A Review of The Grapes of Wrath | Teen Ink

A Review of The Grapes of Wrath

July 8, 2023
By JerryPan0208 BRONZE, San Ramon, California
JerryPan0208 BRONZE, San Ramon, California
1 article 0 photos 0 comments

The Grapes of Wrath by John Steinbeck is a classic novel about the movement of thousands of men and women during the Dust Bowl migration in the 1930s. It explains the hardships and life of the farmland people who had to work hard each day to provide food for their families. One family in Oklahoma, the Joad family, lives on a family farm and is forced off it. They travel to the West and the promised lands of California.

One theme in the book is that people need to stay together to survive, and they’ll do anything to survive together. One example is the Joad and the Wilson family. When the two families met, they became one family quickly sharing their hardships and helping each other out. Grandpa gets sick and the Wilsons offer a tent for him to sleep in. Though Grandpa died, the Wilsons did try to help. “‘How’d you like ta come in our tent?’ she asked.’ You kin lay down on our mattress an’ rest’”(338). When the Wilsons offered their tent to Grandpa, the Joad, and Wilson Family became one family. The Joad’s then offered to fix the Wilsons' broken car, and later, they drove together down the road. This is because when they were two separate families, they were struggling to survive by themselves. But being helped them survive better and make new friends and family.

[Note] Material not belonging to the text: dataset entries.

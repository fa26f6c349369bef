/**
 * TaskHub Server Entry Point
 *
 * Loads configuration, initializes tracing, builds the Axum app and serves
 * it until Ctrl-C or SIGTERM.
 */

#[cfg(feature = "ssr")]
#[tokio::main]
async fn main() -> Result<(), Box<dyn std::error::Error>> {
    use taskhub::backend::server::{create_app, ServerConfig};

    // Load environment variables from .env file if present
    dotenv::dotenv().ok();

    let env_filter = std::env::var("RUST_LOG")
        .unwrap_or_else(|_| "taskhub=debug,tower_http=info".to_string());

    tracing_subscriber::fmt()
        .with_env_filter(tracing_subscriber::EnvFilter::new(&env_filter))
        .init();

    tracing::info!("[STARTUP] Server initialization started");

    let config = ServerConfig::load()?;
    let port = config.port;
    let environment = config.environment;

    let (app, state) = create_app(config).await?;

    let addr = std::net::SocketAddr::from(([0, 0, 0, 0], port));
    let listener = tokio::net::TcpListener::bind(addr).await?;

    tracing::info!("Server running on {} ({:?})", addr, environment);
    tracing::info!("Health check: http://localhost:{}/api/health", port);
    tracing::info!("WebSocket endpoint: ws://localhost:{}/socket", port);

    axum::serve(listener, app)
        .with_graceful_shutdown(shutdown_signal())
        .await?;

    tracing::info!("Shutting down, closing database pool");
    state.db_pool.close().await;

    Ok(())
}

#[cfg(feature = "ssr")]
async fn shutdown_signal() {
    let ctrl_c = async {
        if let Err(e) = tokio::signal::ctrl_c().await {
            tracing::error!("Failed to listen for Ctrl-C: {}", e);
        }
    };

    #[cfg(unix)]
    let terminate = async {
        match tokio::signal::unix::signal(tokio::signal::unix::SignalKind::terminate()) {
            Ok(mut signal) => {
                signal.recv().await;
            }
            Err(e) => {
                tracing::error!("Failed to listen for SIGTERM: {}", e);
                std::future::pending::<()>().await;
            }
        }
    };

    #[cfg(not(unix))]
    let terminate = std::future::pending::<()>();

    tokio::select! {
        _ = ctrl_c => tracing::info!("Received Ctrl-C"),
        _ = terminate => tracing::info!("Received SIGTERM"),
    }
}

#[cfg(not(feature = "ssr"))]
fn main() {
    eprintln!("Server requires the 'ssr' feature to be enabled.");
    eprintln!("Run with: cargo run --bin taskhub-server --features ssr");
    std::process::exit(1);
}
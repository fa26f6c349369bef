/**
 * Operational Endpoints
 *
 * - `GET /api` - API info and endpoint listing
 * - `GET /api/health` - liveness
 * - `GET /api/db-test` - database round trip
 * - `GET /api/socket-status` - live socket connections (admin only)
 * - fallback - JSON 404 for unknown routes
 */

use axum::{extract::State, response::Json};
use chrono::Utc;
use serde_json::{json, Value};
use sqlx::SqlitePool;

use crate::backend::error::BackendError;
use crate::backend::middleware::AdminUser;
use crate::backend::realtime::ConnectionRegistry;

pub async fn api_info() -> Json<Value> {
    Json(json!({
        "message": "TaskHub API",
        "version": env!("CARGO_PKG_VERSION"),
        "endpoints": {
            "health": "/api/health",
            "dbTest": "/api/db-test",
            "auth": "/api/auth",
            "tasks": "/api/tasks",
            "users": "/api/users",
            "socketStatus": "/api/socket-status",
            "socket": "/socket",
        }
    }))
}

pub async fn health() -> Json<Value> {
    Json(json!({
        "status": "OK",
        "message": "Server is running",
        "timestamp": Utc::now().to_rfc3339(),
    }))
}

pub async fn db_test(State(pool): State<SqlitePool>) -> Result<Json<Value>, BackendError> {
    let timestamp: String = sqlx::query_scalar("SELECT CURRENT_TIMESTAMP")
        .fetch_one(&pool)
        .await
        .map_err(|e| BackendError::internal_with("Database connection failed", e))?;

    Ok(Json(json!({
        "message": "Database connection successful",
        "timestamp": timestamp,
    })))
}

pub async fn socket_status(
    State(registry): State<ConnectionRegistry>,
    AdminUser(_admin): AdminUser,
) -> Json<Value> {
    let connected_users = registry.connected_users();
    Json(json!({
        "connectionCount": connected_users.len(),
        "connectedUsers": connected_users,
        "status": "active",
    }))
}

pub async fn not_found() -> BackendError {
    BackendError::not_found("Route not found")
}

  Another theme that can be derived from this book is that humans will do anything to survive and gain money. The Joad family went to work for people paying 5 cents a box of peaches picked. When they get there, they start to work. Later Tom meets Casy, an old friend of theirs. Casy tells Toms that they were promised 5 cents a box, and when they got there, they were getting paid 2.5 cents a box. This caused Casy and a lot of other people to go on strike. When the Joads went, they were getting paid 5 cents a box, but when Casy was murdered, and the strike stopped, the Joads were getting paid 2.5 cents a box. “‘Lookie, Tom,’ he (Casy) said at last, ‘We come to work there. They says it’s gonna be fi’ cents. There was a hell of a lot of us. We got there an’ they says they’re payin’ two an’ a half cents’” (763). This shows that the people were trying to get the maximum money with the least amount they were paying to their employees. This caused the Joad family to move somewhere else for a better paying job. They moved to a cotton picking place where they can make enough money for everyone to eat. 

The book Grapes of Wrath is a classic book that many have read. It shows the readers how difficult it was to live in the 1930s and how ruthless people with money are. People just take the land for their own needs without paying anything back. An example of this was when at the beginning of the book, farmers were forced off of their land by a bank. “The bank told him, ‘Clear those people out or it’s your job’”(165). This shows that people are ruthless at getting what they want. I would recommend this book for people interested in what life was like for farmland people during the first great depression. This book also shows the evil of man’s greed for money, doing whatever it takes to get the most money with the least work.